A team from Duke Kunshan’s Global Health Research Center has helped to produce a World Health Organization multi-country public report focused on ways to pay for quality chronic disease care for adults.
Led by Qian Long, associate professor of global health, the DKU team produced a case study, which examined the impact of China’s Basic Public Health Services Program, launched in 2009, on chronic disease healthcare across the country.
“China’s experiences in scaling up and paying for basic healthcare and treatment of chronic diseases provides important lessons for other low- and middle-income countries as they move towards implementing universal health coverage,” said Long.
“We have looked at the positive impacts of the Basic Public Health Services Program on chronic disease treatment, as well as at areas where it is lacking. Alongside case studies from other parts of the world included in the report, this should help to inform policymakers,” she added.
Long authored the report with Yunguo Liu, co-director of DKU’s Global Health Program, and research analysts Yufei Jia, Jiuling Li and Zhexun Lou. They examined the effect of purchasing arrangements under China’s National Basic Public Health Services Program on the quality of care for chronic illnesses, such as type 2 diabetes, hypertension, mental disorders and tuberculosis, and analyzed factors that facilitated or inhibited its impact.
Under the program the Chinese government sets a minimum per capita funding level based on standardized costs for health services with contributions coming from central, provincial, municipal and county governments. The amount that comes from central government varies from 80 percent to 10 percent, depending on an area’s level of economic development, and some of the funding is paid as incentive bonuses to local healthcare providers.
The DKU team’s study found that despite some evidence of reduced health disparities between regions, access to services and quality of care remained low, suggesting the purchasing mechanisms of the program were insufficient to overcome constraints including inadequate budgets, low salaries and weak incentives for primary care providers to improve the quality of care.

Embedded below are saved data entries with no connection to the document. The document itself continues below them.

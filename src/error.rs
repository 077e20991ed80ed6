use thiserror::Error;

use crate::event::DirectiveName;

/// Failure talking to the monetization service.
///
/// Every non-success shape (transport error, HTTP status, undecodable body)
/// collapses into this one type; callers never branch on the cause.
#[derive(Debug, Error)]
#[error("product catalog unavailable: {reason}")]
pub struct CatalogError {
    pub reason: String,
}

impl CatalogError {
    pub fn new(reason: impl Into<String>) -> Self {
        Self {
            reason: reason.into(),
        }
    }
}

impl From<reqwest::Error> for CatalogError {
    fn from(e: reqwest::Error) -> Self {
        Self::new(e.to_string())
    }
}

/// Errors a handler may return to the router.
#[derive(Debug, Error)]
pub enum DispatchError {
    #[error(transparent)]
    CatalogUnavailable(#[from] CatalogError),
    #[error("slot `{0}` has no resolved value")]
    UnresolvedSlot(String),
    #[error("unrecognised purchase result `{0}`")]
    UnknownPurchaseResult(String),
    #[error("{directive} directive failed with status {code}: {message}")]
    DirectiveDeliveryFailure {
        directive: DirectiveName,
        code: u16,
        message: String,
    },
    #[error("product `{0}` is not in the catalog snapshot")]
    UnknownProduct(String),
    #[error("no facts for category `{0}`")]
    EmptyCategory(String),
    #[error("no handler matches {0} events")]
    Unroutable(&'static str),
}

/// Problems found while assembling a [`Router`](crate::Router).
#[derive(Debug, Error, PartialEq, Eq)]
pub enum RouterError {
    #[error("router has no handlers")]
    Empty,
    #[error("no handler covers {0} events")]
    Uncovered(String),
}

/// An inbound envelope that cannot become an [`Event`](crate::Event).
#[derive(Debug, Error)]
pub enum EnvelopeError {
    #[error("malformed envelope: {0}")]
    Json(#[from] serde_json::Error),
    #[error("unsupported request type `{0}`")]
    UnsupportedRequest(String),
    #[error("unknown connection response name `{0}`")]
    UnknownDirective(String),
    #[error("missing field `{0}`")]
    Missing(&'static str),
    #[error("invalid status code `{0}`")]
    StatusCode(String),
}

/// Configuration and static data loading failures.
#[derive(Debug, Error)]
pub enum ConfigError {
    #[error("failed to read {path}: {source}")]
    Io {
        path: String,
        #[source]
        source: std::io::Error,
    },
    #[error("invalid TOML: {0}")]
    Toml(#[from] toml::de::Error),
    #[error("fact table is empty")]
    NoFacts,
    #[error("invalid product catalog file {path}: {source}")]
    CatalogFile {
        path: String,
        #[source]
        source: serde_json::Error,
    },
    #[error("failed to build HTTP client: {0}")]
    Http(#[from] reqwest::Error),
    #[error(transparent)]
    Router(#[from] RouterError),
}
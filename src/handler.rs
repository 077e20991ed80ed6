//! The capability every routed handler implements, and the per-turn context
//! handed to it.

use async_trait::async_trait;
use std::sync::Arc;

use crate::catalog::ProductCatalog;
use crate::error::DispatchError;
use crate::event::{Event, RequestScope};
use crate::facts::FactCatalog;
use crate::product::ProductCatalogSnapshot;
use crate::response::{CorrelationTokens, SpokenResponse};
use crate::speech::Phrasebook;

/// Long-lived collaborators shared by all handlers. Never mutated after
/// startup.
#[derive(Clone)]
pub struct Context {
    pub skill_name: String,
    pub catalog: Arc<dyn ProductCatalog>,
    pub facts: Arc<FactCatalog>,
    pub phrases: Phrasebook,
    pub tokens: CorrelationTokens,
}

impl Context {
    pub fn new(
        skill_name: impl Into<String>,
        catalog: Arc<dyn ProductCatalog>,
        facts: Arc<FactCatalog>,
    ) -> Self {
        Self {
            skill_name: skill_name.into(),
            catalog,
            facts,
            phrases: Phrasebook::default(),
            tokens: CorrelationTokens::default(),
        }
    }

    pub fn with_tokens(mut self, tokens: CorrelationTokens) -> Self {
        self.tokens = tokens;
        self
    }

    pub fn with_phrases(mut self, phrases: Phrasebook) -> Self {
        self.phrases = phrases;
        self
    }
}

/// Everything a handler may consult while answering one event.
#[derive(Clone, Copy)]
pub struct Turn<'a> {
    pub context: &'a Context,
    pub scope: &'a RequestScope,
}

impl<'a> Turn<'a> {
    pub fn new(context: &'a Context, scope: &'a RequestScope) -> Self {
        Self { context, scope }
    }

    /// Fetch the product snapshot for this turn.
    ///
    /// Handlers call this at most once and use the result throughout.
    pub async fn snapshot(&self) -> Result<ProductCatalogSnapshot, DispatchError> {
        let snapshot = self.context.catalog.fetch_products(self.scope).await?;
        Ok(snapshot)
    }

    pub fn facts(&self) -> &'a FactCatalog {
        &self.context.facts
    }

    pub fn phrases(&self) -> &'a Phrasebook {
        &self.context.phrases
    }

    pub fn mint_token(&self) -> String {
        self.context.tokens.mint()
    }
}

/// A routed unit of behaviour: a predicate plus the response it produces.
#[async_trait]
pub trait Handler: Send + Sync {
    /// Stable name used in logs and order tests.
    fn name(&self) -> &'static str;

    fn matches(&self, event: &Event) -> bool;

    async fn handle(
        &self,
        turn: &Turn<'_>,
        event: &Event,
    ) -> Result<SpokenResponse, DispatchError>;
}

“Higher levels of funding from central and provincial governments for less-developed regions has improved the coverage of treatment for chronic conditions such as hypertension, type 2 diabetes, severe mental disorders and tuberculosis,” said Jia.
“However, funding has not been sufficient to significantly improve the standard of healthcare for these conditions, and this has been worsened as local governments in less-developed areas face increased fiscal pressure to provide matching funds, especially when economic growth slows in China,” she added.
The case study also found flaws in the incentive payment system, which it said fails to raise care quality standards as it concentrates on the volume of patients treated and most often sees lower-middle-income provinces deprived of funds.
Other factors holding back an improvement in chronic healthcare provision, including a shortage of qualified primary care providers, a lack of competence and insufficient incentives at the primary care level, and fragmented health information systems are also not addressed by the program, according to the case study.
“It is hard to retain well-trained care providers at the primary level, especially in less-developed areas, due to low salaries, suboptimal opportunities for career development and the perception that primary-level providers are less valued,” said Long. “The separation of the BPHS from basic medical services also compromises the coordination of care for people with chronic conditions. Consequently, local residents do not trust the quality of care at primary care facilities,” she added.
The DKU case study provides valuable lessons for other countries seeking to improve funding mechanisms for the treatment of chronic health conditions as well as ideas on how China’s own system could be improved.
The WHO report also included case studies from Australia, Canada, Chile, Germany, Indonesia, South Africa and Spain with the aim of learning from past experiences about the design of public health care funding systems to treat chronic conditions. Its function is to “share experiences to avoid continually repeating mistakes and implementation failures,” the report says.
Established in 2013, Duke Kunshan’s Global Health Research Center aims to be a focus of interdisciplinary scientific collaboration that leads to informed policy making and innovative approaches to health challenges. To date it has produced more than 550 research papers and hosted close to 180 seminars.